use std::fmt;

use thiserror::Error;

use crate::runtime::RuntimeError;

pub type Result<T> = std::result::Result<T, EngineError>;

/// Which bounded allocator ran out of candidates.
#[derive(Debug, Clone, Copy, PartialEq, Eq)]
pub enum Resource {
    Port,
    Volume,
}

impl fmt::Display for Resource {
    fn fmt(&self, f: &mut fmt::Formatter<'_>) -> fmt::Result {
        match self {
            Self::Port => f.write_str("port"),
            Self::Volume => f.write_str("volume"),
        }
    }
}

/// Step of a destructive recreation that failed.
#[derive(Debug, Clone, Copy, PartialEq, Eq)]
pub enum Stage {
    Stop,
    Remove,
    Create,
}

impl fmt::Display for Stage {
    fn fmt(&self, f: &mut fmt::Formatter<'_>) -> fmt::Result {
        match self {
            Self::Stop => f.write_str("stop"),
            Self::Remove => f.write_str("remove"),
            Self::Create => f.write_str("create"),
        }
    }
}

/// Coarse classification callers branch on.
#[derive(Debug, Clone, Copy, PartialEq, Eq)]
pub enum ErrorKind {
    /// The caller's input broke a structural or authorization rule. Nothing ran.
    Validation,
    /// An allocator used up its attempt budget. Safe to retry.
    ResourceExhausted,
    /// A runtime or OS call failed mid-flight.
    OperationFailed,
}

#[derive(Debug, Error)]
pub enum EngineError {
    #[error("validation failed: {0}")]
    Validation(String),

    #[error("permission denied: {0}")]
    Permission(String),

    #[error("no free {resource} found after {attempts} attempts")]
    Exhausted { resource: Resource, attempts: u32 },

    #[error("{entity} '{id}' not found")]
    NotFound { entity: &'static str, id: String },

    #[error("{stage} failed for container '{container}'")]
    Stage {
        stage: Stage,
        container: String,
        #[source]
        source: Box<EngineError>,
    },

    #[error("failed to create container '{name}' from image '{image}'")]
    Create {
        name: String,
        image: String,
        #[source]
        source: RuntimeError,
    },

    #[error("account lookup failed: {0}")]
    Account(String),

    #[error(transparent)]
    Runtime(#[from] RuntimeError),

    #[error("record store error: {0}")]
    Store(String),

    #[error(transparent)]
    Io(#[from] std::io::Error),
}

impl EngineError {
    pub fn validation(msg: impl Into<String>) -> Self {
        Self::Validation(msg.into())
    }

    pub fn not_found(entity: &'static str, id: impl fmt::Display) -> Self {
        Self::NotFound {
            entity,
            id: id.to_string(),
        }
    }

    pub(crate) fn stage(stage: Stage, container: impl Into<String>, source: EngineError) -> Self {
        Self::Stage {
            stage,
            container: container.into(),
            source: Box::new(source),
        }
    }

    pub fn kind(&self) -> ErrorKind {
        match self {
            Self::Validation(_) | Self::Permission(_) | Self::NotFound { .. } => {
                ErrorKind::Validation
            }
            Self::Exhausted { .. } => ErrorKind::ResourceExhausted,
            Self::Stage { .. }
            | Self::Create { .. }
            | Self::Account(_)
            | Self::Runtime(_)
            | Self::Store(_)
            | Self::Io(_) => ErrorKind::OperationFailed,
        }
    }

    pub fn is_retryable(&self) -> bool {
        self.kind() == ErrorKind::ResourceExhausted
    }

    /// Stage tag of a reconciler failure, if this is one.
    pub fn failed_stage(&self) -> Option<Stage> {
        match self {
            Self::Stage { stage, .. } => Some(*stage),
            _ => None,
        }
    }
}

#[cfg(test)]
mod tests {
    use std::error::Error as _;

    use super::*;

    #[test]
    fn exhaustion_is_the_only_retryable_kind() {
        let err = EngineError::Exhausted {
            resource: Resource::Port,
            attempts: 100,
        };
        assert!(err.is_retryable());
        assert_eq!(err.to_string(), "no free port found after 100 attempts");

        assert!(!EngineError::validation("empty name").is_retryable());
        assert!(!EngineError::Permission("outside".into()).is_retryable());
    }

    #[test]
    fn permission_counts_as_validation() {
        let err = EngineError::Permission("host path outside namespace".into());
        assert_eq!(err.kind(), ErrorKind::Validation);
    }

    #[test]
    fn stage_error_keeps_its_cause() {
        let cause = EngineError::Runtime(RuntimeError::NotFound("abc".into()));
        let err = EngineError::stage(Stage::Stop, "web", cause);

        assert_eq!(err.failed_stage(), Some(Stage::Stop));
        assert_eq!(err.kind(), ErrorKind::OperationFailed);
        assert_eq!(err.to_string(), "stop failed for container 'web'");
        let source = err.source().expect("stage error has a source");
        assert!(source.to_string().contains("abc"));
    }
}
■ ■ ■
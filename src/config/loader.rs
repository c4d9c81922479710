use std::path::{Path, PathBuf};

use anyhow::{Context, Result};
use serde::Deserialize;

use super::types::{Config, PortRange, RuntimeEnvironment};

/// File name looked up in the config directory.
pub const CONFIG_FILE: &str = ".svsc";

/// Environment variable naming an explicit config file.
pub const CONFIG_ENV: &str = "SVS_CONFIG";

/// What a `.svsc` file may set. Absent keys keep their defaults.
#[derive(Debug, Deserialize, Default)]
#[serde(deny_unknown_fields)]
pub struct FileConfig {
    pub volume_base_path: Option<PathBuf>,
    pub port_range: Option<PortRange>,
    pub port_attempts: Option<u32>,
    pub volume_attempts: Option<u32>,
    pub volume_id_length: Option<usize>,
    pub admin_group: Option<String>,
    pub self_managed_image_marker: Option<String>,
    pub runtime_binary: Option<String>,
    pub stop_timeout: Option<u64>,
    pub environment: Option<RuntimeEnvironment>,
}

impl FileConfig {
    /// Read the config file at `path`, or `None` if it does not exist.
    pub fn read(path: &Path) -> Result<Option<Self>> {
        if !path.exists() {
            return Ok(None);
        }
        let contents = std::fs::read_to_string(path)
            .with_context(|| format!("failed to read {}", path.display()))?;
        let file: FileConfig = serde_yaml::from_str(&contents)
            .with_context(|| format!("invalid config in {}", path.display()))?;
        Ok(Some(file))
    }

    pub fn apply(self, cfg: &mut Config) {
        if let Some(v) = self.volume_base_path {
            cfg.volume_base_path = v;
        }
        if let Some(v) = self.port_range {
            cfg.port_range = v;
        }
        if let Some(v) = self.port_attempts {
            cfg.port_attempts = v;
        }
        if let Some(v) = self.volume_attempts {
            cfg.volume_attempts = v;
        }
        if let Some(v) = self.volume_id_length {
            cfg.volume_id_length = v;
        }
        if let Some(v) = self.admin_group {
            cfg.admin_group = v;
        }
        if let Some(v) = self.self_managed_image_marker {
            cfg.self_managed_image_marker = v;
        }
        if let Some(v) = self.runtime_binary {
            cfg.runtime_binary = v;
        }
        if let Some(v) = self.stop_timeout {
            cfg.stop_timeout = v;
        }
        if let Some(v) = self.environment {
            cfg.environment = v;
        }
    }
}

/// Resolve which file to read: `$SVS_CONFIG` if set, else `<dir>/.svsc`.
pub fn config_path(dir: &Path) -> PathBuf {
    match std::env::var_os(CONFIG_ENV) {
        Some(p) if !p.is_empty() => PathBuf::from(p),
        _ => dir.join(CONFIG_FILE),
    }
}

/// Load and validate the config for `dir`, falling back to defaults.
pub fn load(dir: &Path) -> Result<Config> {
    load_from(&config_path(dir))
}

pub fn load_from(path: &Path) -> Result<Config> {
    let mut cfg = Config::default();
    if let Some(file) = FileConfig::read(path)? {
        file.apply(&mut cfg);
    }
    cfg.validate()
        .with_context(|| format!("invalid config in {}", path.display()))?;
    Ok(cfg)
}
■ ■ ■
*Required action*:
Nothing but the lines above from the one containing "does not exist." through the one containing "if let Some(file)" should appear in the answer, each repeated exactly.

*Exercise output*:
    /// Read the config file at `path`, or `None` if it does not exist.
    pub fn read(path: &Path) -> Result<Option<Self>> {
        if !path.exists() {
            return Ok(None);
        }
        let contents = std::fs::read_to_string(path)
            .with_context(|| format!("failed to read {}", path.display()))?;
        let file: FileConfig = serde_yaml::from_str(&contents)
            .with_context(|| format!("invalid config in {}", path.display()))?;
        Ok(Some(file))
    }

    pub fn apply(self, cfg: &mut Config) {
        if let Some(v) = self.volume_base_path {
            cfg.volume_base_path = v;
        }
        if let Some(v) = self.port_range {
            cfg.port_range = v;
        }
        if let Some(v) = self.port_attempts {
            cfg.port_attempts = v;
        }
        if let Some(v) = self.volume_attempts {
            cfg.volume_attempts = v;
        }
        if let Some(v) = self.volume_id_length {
            cfg.volume_id_length = v;
        }
        if let Some(v) = self.admin_group {
            cfg.admin_group = v;
        }
        if let Some(v) = self.self_managed_image_marker {
            cfg.self_managed_image_marker = v;
        }
        if let Some(v) = self.runtime_binary {
            cfg.runtime_binary = v;
        }
        if let Some(v) = self.stop_timeout {
            cfg.stop_timeout = v;
        }
        if let Some(v) = self.environment {
            cfg.environment = v;
        }
    }
}

/// Resolve which file to read: `$SVS_CONFIG` if set, else `<dir>/.svsc`.
pub fn config_path(dir: &Path) -> PathBuf {
    match std::env::var_os(CONFIG_ENV) {
        Some(p) if !p.is_empty() => PathBuf::from(p),
        _ => dir.join(CONFIG_FILE),
    }
}

/// Load and validate the config for `dir`, falling back to defaults.
pub fn load(dir: &Path) -> Result<Config> {
    load_from(&config_path(dir))
}

pub fn load_from(path: &Path) -> Result<Config> {
    let mut cfg = Config::default();
    if let Some(file) = FileConfig::read(path)? {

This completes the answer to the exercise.